Emerging core-shell nanostructured catalysts of transition metal encapsulated by two-dimensional carbon materials for electrochemical applications

Development of cost-effective, rich-reserve, and highly efficient substitutes to replace the precious metal catalysts is necessary in the field of electro-catalysis to reduce the costs and enhance the efficiency of catalysts. Although, various nonprecious metal catalysts have received much attention, some critical issues still remain in practically applied catalytic processes due to their insufficient activity and poor stability. A novel and potential approach to design catalysts based on nonprecious metal encapsulated by two-dimensional (2D) carbon supporting materials has demonstrated unique advantages in terms of enhanced catalytic activity and stability, especially under harsh operational conditions.
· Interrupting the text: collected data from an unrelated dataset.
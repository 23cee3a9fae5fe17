//! Domain layer containing business logic and domain types.
//!
//! # Module Organization
//!
//! - `foundation` - Shared domain primitives (scenarios, IDs, timestamps, errors)
//! - `catalog` - Module definitions and reference tables
//! - `estimation` - Pure domain services for CAPEX estimation
//! - `risk` - Monte Carlo spread and sensitivity ranking
//! - `report` - Serializable estimate reports

pub mod catalog;
pub mod estimation;
pub mod foundation;
pub mod report;
pub mod risk;
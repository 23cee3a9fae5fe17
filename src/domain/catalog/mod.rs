//! Catalog Module - Reference data consumed by the estimation engine.
//!
//! Module definitions, benchmarks, provenance sources, city factors and
//! cost-item breakdowns. Everything here is immutable for the duration of an
//! estimation run and is passed to the engine explicitly.

mod benchmark;
mod chapter;
mod cost_catalog;
mod module_definition;
mod reference_tables;

pub use benchmark::{BenchmarkRow, BenchmarkTable};
pub use chapter::{ChapterBasis, ChapterDefinition, ChapterKind, RateForm};
pub use cost_catalog::{CostCatalog, ModuleCatalog};
pub use module_definition::{
    BenchmarkLookup, ModuleDefaults, ModuleDefinition, ModuleMultiplierRule, MultiplierOption,
    UseProfile, USE_MULTIPLIERS_TABLE,
};
pub use reference_tables::{CityFactor, CostItem, CostItemBreakdown, SourceRecord};
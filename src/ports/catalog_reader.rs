//! Catalog Reader Port - Interface for loading reference data.
//!
//! The estimation engine never reads files; adapters materialize a
//! `CostCatalog` up front and the application layer hands it down.

use std::path::PathBuf;

use crate::domain::catalog::CostCatalog;
use crate::domain::foundation::{DomainError, ErrorCode};

/// Errors that can occur while loading the catalog
#[derive(Debug, thiserror::Error)]
pub enum CatalogError {
    #[error("Required catalog file not found: {}", .0.display())]
    NotFound(PathBuf),

    #[error("Failed to read {}: {message}", path.display())]
    Io { path: PathBuf, message: String },

    #[error("Failed to parse {}: {message}", path.display())]
    Parse { path: PathBuf, message: String },
}

impl From<CatalogError> for DomainError {
    fn from(err: CatalogError) -> Self {
        DomainError::new(ErrorCode::CatalogUnavailable, err.to_string())
    }
}

/// Port for loading the cost catalog
///
/// # Contract
///
/// Implementations must:
/// - Return every module, benchmark and reference table in one call
/// - Fail when module definitions are missing or malformed
/// - Treat absent optional tables as empty
pub trait CatalogReader: Send + Sync {
    /// Load the complete catalog
    ///
    /// # Errors
    /// Returns `CatalogError` if a required table cannot be read or parsed
    fn load_catalog(&self) -> Result<CostCatalog, CatalogError>;
}
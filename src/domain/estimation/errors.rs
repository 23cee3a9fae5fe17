//! Configuration errors raised by the estimation pipeline.

use thiserror::Error;

use crate::domain::foundation::{DomainError, ErrorCode, Scenario};

/// Structural lookup failures. These are never retried or defaulted.
#[derive(Debug, Clone, PartialEq, Error)]
pub enum EstimationError {
    #[error("Module '{0}' is not defined")]
    UnknownModule(String),

    #[error("Chapter '{chapter}' has no {form} rate for scenario '{scenario}'")]
    MissingRate {
        chapter: String,
        form: &'static str,
        scenario: Scenario,
    },

    #[error("Module '{module}' has no {field} for scenario '{scenario}'")]
    MissingPercentage {
        module: String,
        field: &'static str,
        scenario: Scenario,
    },

    #[error("Module '{module}' has no use profile '{building_use}'")]
    UnknownUseProfile { module: String, building_use: String },

    #[error("Module '{module}' has no multiplier table '{table}'")]
    MissingMultiplierTable { module: String, table: String },

    #[error("Multiplier table '{table}' of module '{module}' has no key '{key}'")]
    UnknownMultiplierKey {
        module: String,
        table: String,
        key: String,
    },
}

impl From<EstimationError> for DomainError {
    fn from(err: EstimationError) -> Self {
        let code = match &err {
            EstimationError::UnknownModule(_) => ErrorCode::ModuleNotFound,
            EstimationError::MissingRate { .. } | EstimationError::MissingPercentage { .. } => {
                ErrorCode::ScenarioNotFound
            }
            EstimationError::UnknownUseProfile { .. } => ErrorCode::UseProfileNotFound,
            EstimationError::MissingMultiplierTable { .. }
            | EstimationError::UnknownMultiplierKey { .. } => ErrorCode::MultiplierNotFound,
        };
        DomainError::new(code, err.to_string())
    }
}
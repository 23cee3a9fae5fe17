//! AssessRiskHandler - Monte Carlo spread and sensitivity for an estimate.

use serde::{Deserialize, Serialize};
use tracing::info;

use super::EstimateProjectResult;
use crate::domain::estimation::Factors;
use crate::domain::foundation::{DomainError, ErrorCode, Scenario};
use crate::domain::risk::{HistogramBin, RiskSimulator, RiskSummary, SensitivityDriver, SensitivityRanking};

/// Number of histogram bins reported by default.
pub const DEFAULT_HISTOGRAM_BINS: usize = 30;

/// Command to assess the risk around a total.
#[derive(Debug, Clone, PartialEq)]
pub struct AssessRiskCommand {
    pub base_total: f64,
    pub factors: Factors,
    pub histogram_bins: usize,
}

impl AssessRiskCommand {
    /// Assesses the mid-scenario total of a project estimate.
    pub fn from_estimate(result: &EstimateProjectResult) -> Result<Self, DomainError> {
        let mid = result.estimate(Scenario::Mid).ok_or_else(|| {
            DomainError::new(ErrorCode::ScenarioNotFound, "Estimate has no mid scenario")
        })?;
        Ok(Self {
            base_total: mid.totals.total,
            factors: result.factors,
            histogram_bins: DEFAULT_HISTOGRAM_BINS,
        })
    }
}

/// Result of a risk assessment.
#[derive(Debug, Clone, PartialEq, Serialize, Deserialize)]
pub struct AssessRiskResult {
    pub summary: RiskSummary,
    pub histogram: Vec<HistogramBin>,
    pub drivers: Vec<SensitivityDriver>,
}

/// Handler for risk assessment.
pub struct AssessRiskHandler {
    simulator: RiskSimulator,
}

impl AssessRiskHandler {
    pub fn new(simulator: RiskSimulator) -> Self {
        Self { simulator }
    }

    pub fn handle(&self, cmd: AssessRiskCommand) -> Result<AssessRiskResult, DomainError> {
        let summary = self.simulator.simulate(cmd.base_total, &cmd.factors)?;
        let histogram = summary.histogram(cmd.histogram_bins);
        let drivers = SensitivityRanking::rank(&cmd.factors);

        info!(
            base_total = cmd.base_total,
            sigma = summary.sigma,
            p50 = summary.p50,
            p80 = summary.p80,
            p90 = summary.p90,
            "Risk assessed"
        );

        Ok(AssessRiskResult {
            summary,
            histogram,
            drivers,
        })
    }
}

#[cfg(test)]
mod tests {
    use super::super::fixtures::sample_catalog;
    use super::super::{EstimateProjectCommand, EstimateProjectHandler};
    use super::*;
    use std::sync::Arc;

    fn project() -> EstimateProjectResult {
        let mut cmd = EstimateProjectCommand::new("obra_nueva_edificio", 1000.0, 200.0);
        cmd.factors.complexity = 1.2;
        EstimateProjectHandler::new(Arc::new(sample_catalog()))
            .handle(cmd)
            .unwrap()
    }

    #[test]
    fn assesses_mid_scenario_total() {
        let project = project();
        let cmd = AssessRiskCommand::from_estimate(&project).unwrap();
        let result = AssessRiskHandler::new(RiskSimulator::new(2_000, Some(11)))
            .handle(cmd.clone())
            .unwrap();

        assert_eq!(result.summary.base_total, cmd.base_total);
        assert!((result.summary.sigma - 0.14).abs() < 1e-12);
        assert_eq!(result.histogram.len(), DEFAULT_HISTOGRAM_BINS);
        assert_eq!(result.drivers[0].factor, "complexity");
        assert!(result.summary.p50 < result.summary.p90);
    }

    #[test]
    fn zero_total_is_rejected() {
        let cmd = AssessRiskCommand {
            base_total: 0.0,
            factors: Factors::default(),
            histogram_bins: 10,
        };
        let err = AssessRiskHandler::new(RiskSimulator::new(100, Some(1)))
            .handle(cmd)
            .unwrap_err();

        assert_eq!(err.code, ErrorCode::ValidationFailed);
    }
}
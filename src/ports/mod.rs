//! Ports - Interfaces for external dependencies.
//!
//! Following hexagonal architecture, ports define the contracts between
//! the domain and the outside world. Adapters implement these ports.
//!
//! - `CatalogReader` - Loads module definitions and reference tables
//! - `ReportExporter` - Persists finished estimate reports

mod catalog_reader;
mod report_exporter;

pub use catalog_reader::{CatalogError, CatalogReader};
pub use report_exporter::{ExportError, ReportExporter};
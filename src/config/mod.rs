//! Application configuration module
//!
//! This module provides type-safe configuration loading from environment variables
//! using the `config` and `dotenvy` crates. Configuration is loaded with the
//! `CAPEX` prefix and nested values use double underscores as separators.
//! Every section has defaults, so an empty environment is a valid configuration.
//!
//! # Example
//!
//! ```no_run
//! use capex_estimator::config::AppConfig;
//!
//! let config = AppConfig::load().expect("Failed to load configuration");
//! config.validate().expect("Invalid configuration");
//!
//! println!("Reading catalog from {}", config.data.dir.display());
//! ```

mod data;
mod error;
mod logging;
mod report;
mod risk;

pub use data::DataConfig;
pub use error::{ConfigError, ValidationError};
pub use logging::LoggingConfig;
pub use report::ReportConfig;
pub use risk::{RiskConfig, MAX_ITERATIONS, MIN_ITERATIONS};

use serde::Deserialize;

/// Root application configuration
///
/// Load using [`AppConfig::load()`] which reads from environment variables.
#[derive(Debug, Clone, Default, Deserialize)]
pub struct AppConfig {
    /// Catalog data location and file names
    #[serde(default)]
    pub data: DataConfig,

    /// Log filter and format
    #[serde(default)]
    pub logging: LoggingConfig,

    /// Monte Carlo settings
    #[serde(default)]
    pub risk: RiskConfig,

    /// Report export settings
    #[serde(default)]
    pub report: ReportConfig,
}

impl AppConfig {
    /// Load configuration from environment variables
    ///
    /// This function:
    /// 1. Loads `.env` file if present (for development)
    /// 2. Reads environment variables with `CAPEX` prefix
    /// 3. Uses `__` (double underscore) to separate nested values
    /// 4. Deserializes into typed configuration structs
    ///
    /// # Environment Variable Format
    ///
    /// - `CAPEX__DATA__DIR=./data` -> `data.dir = ./data`
    /// - `CAPEX__RISK__ITERATIONS=5000` -> `risk.iterations = 5000`
    ///
    /// # Errors
    ///
    /// Returns `ConfigError` if values cannot be parsed into expected types.
    pub fn load() -> Result<Self, ConfigError> {
        // Load .env file if present (development)
        dotenvy::dotenv().ok();

        let config = config::Config::builder()
            .add_source(
                config::Environment::default()
                    .prefix("CAPEX")
                    .separator("__"),
            )
            .build()?
            .try_deserialize()?;

        Ok(config)
    }

    /// Validate all configuration values
    ///
    /// # Errors
    ///
    /// Returns `ValidationError` if any configuration value is invalid.
    pub fn validate(&self) -> Result<(), ValidationError> {
        self.data.validate()?;
        self.logging.validate()?;
        self.risk.validate()?;
        Ok(())
    }
}

#[cfg(test)]
mod tests {
    use super::*;
    use std::env;
    use std::path::PathBuf;
    use std::sync::Mutex;

    // Mutex to ensure tests don't run in parallel (env vars are global)
    static ENV_MUTEX: Mutex<()> = Mutex::new(());

    /// Helper to clear environment variables after testing
    fn clear_env() {
        env::remove_var("CAPEX__DATA__DIR");
        env::remove_var("CAPEX__DATA__BENCHMARKS_FILE");
        env::remove_var("CAPEX__LOGGING__JSON");
        env::remove_var("CAPEX__RISK__ITERATIONS");
        env::remove_var("CAPEX__RISK__SEED");
        env::remove_var("CAPEX__REPORT__OUTPUT_DIR");
    }

    #[test]
    fn test_empty_environment_uses_defaults() {
        let _guard = ENV_MUTEX.lock().unwrap();
        clear_env();
        let result = AppConfig::load();

        assert!(result.is_ok(), "Failed to load config: {:?}", result.err());
        let config = result.unwrap();
        assert_eq!(config.data.dir, PathBuf::from("data"));
        assert_eq!(config.risk.iterations, 2_000);
        assert!(!config.report.is_enabled());
        assert!(config.validate().is_ok());
    }

    #[test]
    fn test_load_from_environment() {
        let _guard = ENV_MUTEX.lock().unwrap();
        env::set_var("CAPEX__DATA__DIR", "/srv/capex");
        env::set_var("CAPEX__DATA__BENCHMARKS_FILE", "benchmarks_2024.yaml");
        env::set_var("CAPEX__LOGGING__JSON", "true");
        env::set_var("CAPEX__RISK__ITERATIONS", "5000");
        env::set_var("CAPEX__RISK__SEED", "42");
        env::set_var("CAPEX__REPORT__OUTPUT_DIR", "/tmp/reports");
        let result = AppConfig::load();
        clear_env();

        let config = result.unwrap();
        assert_eq!(config.data.dir, PathBuf::from("/srv/capex"));
        assert_eq!(config.data.catalog_files().benchmarks, "benchmarks_2024.yaml");
        assert!(config.logging.json);
        assert_eq!(config.risk.iterations, 5_000);
        assert_eq!(config.risk.seed, Some(42));
        assert_eq!(config.report.output_dir, Some(PathBuf::from("/tmp/reports")));
    }

    #[test]
    fn test_validate_rejects_iterations_out_of_range() {
        let _guard = ENV_MUTEX.lock().unwrap();
        env::set_var("CAPEX__RISK__ITERATIONS", "50");
        let result = AppConfig::load();
        clear_env();

        let config = result.unwrap();
        assert!(matches!(
            config.validate(),
            Err(ValidationError::InvalidIterations { actual: 50, .. })
        ));
    }
}
//! Estimation options selected per request.

use serde::{Deserialize, Serialize};

use crate::domain::catalog::MultiplierOption;

/// Options recognized by the engine. Unknown keys are ignored on input.
#[derive(Debug, Clone, Default, PartialEq, Serialize, Deserialize)]
#[serde(default)]
pub struct EstimateOptions {
    pub building_use: Option<String>,
    pub intervention_level: Option<String>,
    pub reform_level: Option<String>,
    #[serde(rename = "use")]
    pub use_key: Option<String>,
    pub include_furniture: bool,
    /// Soft-cost fraction overriding the scenario default.
    pub soft_items_pct: Option<f64>,
    /// Contingency fraction overriding the scenario default.
    pub cont_items_pct: Option<f64>,
}

impl EstimateOptions {
    /// Returns the value of the option selecting a module multiplier.
    pub fn multiplier_key(&self, option: MultiplierOption) -> Option<&str> {
        match option {
            MultiplierOption::InterventionLevel => self.intervention_level.as_deref(),
            MultiplierOption::ReformLevel => self.reform_level.as_deref(),
            MultiplierOption::Use => self.use_key.as_deref(),
        }
    }
}
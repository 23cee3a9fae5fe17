//! Module definitions - project types with their chapters and defaults.

use serde::{Deserialize, Serialize};
use std::collections::BTreeMap;

use super::ChapterDefinition;
use crate::domain::foundation::ScenarioMap;

/// Name of the module-level use multiplier table.
pub const USE_MULTIPLIERS_TABLE: &str = "use_multipliers";

/// Building-use multipliers for whole-building modules.
#[derive(Debug, Clone, PartialEq, Serialize, Deserialize)]
pub struct UseProfile {
    #[serde(default)]
    pub label: Option<String>,
    #[serde(default = "neutral")]
    pub arch: f64,
    #[serde(default = "neutral")]
    pub mep: f64,
    #[serde(default = "neutral")]
    pub overall: f64,
}

impl UseProfile {
    /// Creates an unlabeled profile.
    pub fn new(arch: f64, mep: f64, overall: f64) -> Self {
        Self {
            label: None,
            arch,
            mep,
            overall,
        }
    }
}

fn neutral() -> f64 {
    1.0
}

/// Which request option selects the module-level multiplier.
#[derive(Debug, Clone, Copy, PartialEq, Eq, Hash, Serialize, Deserialize)]
#[serde(rename_all = "snake_case")]
pub enum MultiplierOption {
    InterventionLevel,
    ReformLevel,
    Use,
}

impl MultiplierOption {
    /// Returns the option key as it appears in requests.
    pub fn key(&self) -> &'static str {
        match self {
            MultiplierOption::InterventionLevel => "intervention_level",
            MultiplierOption::ReformLevel => "reform_level",
            MultiplierOption::Use => "use",
        }
    }
}

/// How a module looks up its scalar multiplier.
#[derive(Debug, Clone, PartialEq, Eq, Serialize, Deserialize)]
pub struct ModuleMultiplierRule {
    /// Option holding the lookup key.
    pub option: MultiplierOption,
    /// Multiplier table name in the module defaults (or `use_multipliers`).
    pub table: String,
    /// Key used when the option is absent from the request.
    pub fallback: String,
}

/// Which key selects a module's benchmark row.
#[derive(Debug, Clone, Copy, PartialEq, Eq, Hash, Serialize, Deserialize)]
#[serde(rename_all = "snake_case")]
pub enum BenchmarkLookup {
    /// The selected building use.
    BuildingUse,
    /// The module key itself.
    Module,
}

/// Per-module percentage constants and multiplier tables.
#[derive(Debug, Clone, PartialEq, Serialize, Deserialize)]
pub struct ModuleDefaults {
    pub indirects_pct: ScenarioMap<f64>,
    pub soft_costs_pct: ScenarioMap<f64>,
    pub contingency_pct: ScenarioMap<f64>,
    pub gg_bi_pct: f64,
    /// Module-specific tables such as `intervention_multiplier`.
    #[serde(flatten)]
    pub multiplier_tables: BTreeMap<String, BTreeMap<String, f64>>,
}

/// A project type: ordered chapters plus defaults.
#[derive(Debug, Clone, PartialEq, Serialize, Deserialize)]
pub struct ModuleDefinition {
    pub label: String,
    #[serde(default)]
    pub measurement: Option<String>,
    pub chapters: Vec<ChapterDefinition>,
    pub defaults: ModuleDefaults,
    #[serde(default)]
    pub use_profiles: BTreeMap<String, UseProfile>,
    #[serde(default)]
    pub use_multipliers: BTreeMap<String, f64>,
    /// Whole-building modules apply building-use profiles.
    #[serde(default)]
    pub applies_use_profiles: bool,
    #[serde(default)]
    pub module_multiplier: Option<ModuleMultiplierRule>,
    /// Chapter dropped unless furniture is opted in.
    #[serde(default)]
    pub furniture_chapter: Option<String>,
    #[serde(default)]
    pub benchmark_lookup: Option<BenchmarkLookup>,
}

impl ModuleDefinition {
    /// Returns true when chapters use above/below rates.
    ///
    /// Decided by the first chapter; a module with no chapters counts as
    /// single-area.
    pub fn uses_paired_rates(&self) -> bool {
        self.chapters
            .first()
            .map(|c| c.rates.is_paired())
            .unwrap_or(false)
    }

    /// Looks up a multiplier table by name.
    pub fn multiplier_table(&self, name: &str) -> Option<&BTreeMap<String, f64>> {
        self.defaults
            .multiplier_tables
            .get(name)
            .or_else(|| (name == USE_MULTIPLIERS_TABLE).then_some(&self.use_multipliers))
    }

    /// Finds a chapter definition by key.
    pub fn chapter(&self, key: &str) -> Option<&ChapterDefinition> {
        self.chapters.iter().find(|c| c.key == key)
    }
}

#[cfg(test)]
mod tests {
    use super::*;
    use crate::domain::catalog::ChapterKind;
    use crate::domain::foundation::Scenario;

    const REFORMA_PISO: &str = r#"
label: Reforma de piso
measurement: m² útiles
chapters:
  - key: demoliciones
    label: Demoliciones
    single: { low: 40, mid: 55, high: 70 }
  - key: mep_renov
    label: Instalaciones
    single: { low: 150, mid: 190, high: 240 }
defaults:
  indirects_pct: { low: 0.05, mid: 0.06, high: 0.07 }
  soft_costs_pct: { low: 0.08, mid: 0.10, high: 0.12 }
  contingency_pct: { low: 0.05, mid: 0.08, high: 0.10 }
  gg_bi_pct: 0.19
  level_multiplier: { parcial: 0.7, integral: 1.0, integral_plus: 1.2 }
module_multiplier:
  option: reform_level
  table: level_multiplier
  fallback: integral
"#;

    #[test]
    fn deserializes_module_with_multiplier_tables() {
        let module: ModuleDefinition = serde_yaml::from_str(REFORMA_PISO).unwrap();

        assert_eq!(module.chapters.len(), 2);
        assert_eq!(module.chapters[1].kind, ChapterKind::Mep);
        assert_eq!(module.defaults.gg_bi_pct, 0.19);
        assert_eq!(module.defaults.indirects_pct.value(Scenario::Mid), Some(0.06));

        let table = module.multiplier_table("level_multiplier").unwrap();
        assert_eq!(table.get("integral_plus"), Some(&1.2));
    }

    #[test]
    fn single_rate_module_is_not_paired() {
        let module: ModuleDefinition = serde_yaml::from_str(REFORMA_PISO).unwrap();
        assert!(!module.uses_paired_rates());
        assert!(!module.applies_use_profiles);
    }

    #[test]
    fn rule_deserializes_option_and_fallback() {
        let module: ModuleDefinition = serde_yaml::from_str(REFORMA_PISO).unwrap();
        let rule = module.module_multiplier.unwrap();

        assert_eq!(rule.option, MultiplierOption::ReformLevel);
        assert_eq!(rule.fallback, "integral");
    }

    #[test]
    fn use_multipliers_table_resolves_to_module_level_map() {
        let mut module: ModuleDefinition = serde_yaml::from_str(REFORMA_PISO).unwrap();
        module.use_multipliers.insert("retail".to_string(), 1.1);

        let table = module.multiplier_table(USE_MULTIPLIERS_TABLE).unwrap();
        assert_eq!(table.get("retail"), Some(&1.1));
        assert!(module.multiplier_table("unknown_table").is_none());
    }

    #[test]
    fn use_profile_defaults_missing_multipliers_to_neutral() {
        let profile: UseProfile = serde_yaml::from_str("label: Hotel\narch: 1.1\n").unwrap();
        assert_eq!(profile.arch, 1.1);
        assert_eq!(profile.mep, 1.0);
        assert_eq!(profile.overall, 1.0);
    }
}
This is due to the enriched electrochemical active sites and highly improved interaction between the components by exceptional structural design and alternation of the associated electronic properties. This review highlights the recent advancement of state-of-the-art research on the synthesis, morphology, properties, and applications of the transition metal-based catalysts encapsulated in 2D-carbon supporting material hybrids. The pros and cons of various synthesis methods are discussed in detail to understand the relationships between such unique morphology/structure and physicochemical properties for enhanced catalytic performance. In addition, their potential electrochemical applications are also emphasized, including biosensors, supercapacitors, batteries, fuel cells, and water splitting. Finally, the current challenges in fundamental research and practical applications, and forthcoming opportunities for these promising materials, are also briefly discussed.